## [Your goal]
Report each line of the records below that holds the word "extract".

## [Exercise data]
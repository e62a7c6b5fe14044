//! Core library for the `weather-etl` job.
//!
//! This crate defines:
//! - Configuration loading and saving
//! - The extract, transform and load stages
//! - Shared data model (raw payload, flat record, historical table)
//! - The driving routine that chains the stages for one run
//!
//! It is used by the `weather-etl` binary, but the stages can be driven
//! individually as well.

pub mod config;
pub mod extract;
pub mod load;
pub mod model;
pub mod pipeline;
pub mod transform;

pub use config::{ApiConfig, Config, LoggingConfig, OutputConfig};
pub use extract::{ExtractError, OpenMeteoExtractor, WeatherSource};
pub use load::{LoadError, OutputFormat, WeatherLoader};
pub use model::{HistoricalTable, RawWeatherPayload, WeatherRecord};
pub use pipeline::{PipelineError, RunReport};
pub use transform::{TransformError, WeatherTransformer};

## [Solution to this exercise]
//! - The extract, transform and load stages
pub mod extract;
pub use extract::{ExtractError, OpenMeteoExtractor, WeatherSource};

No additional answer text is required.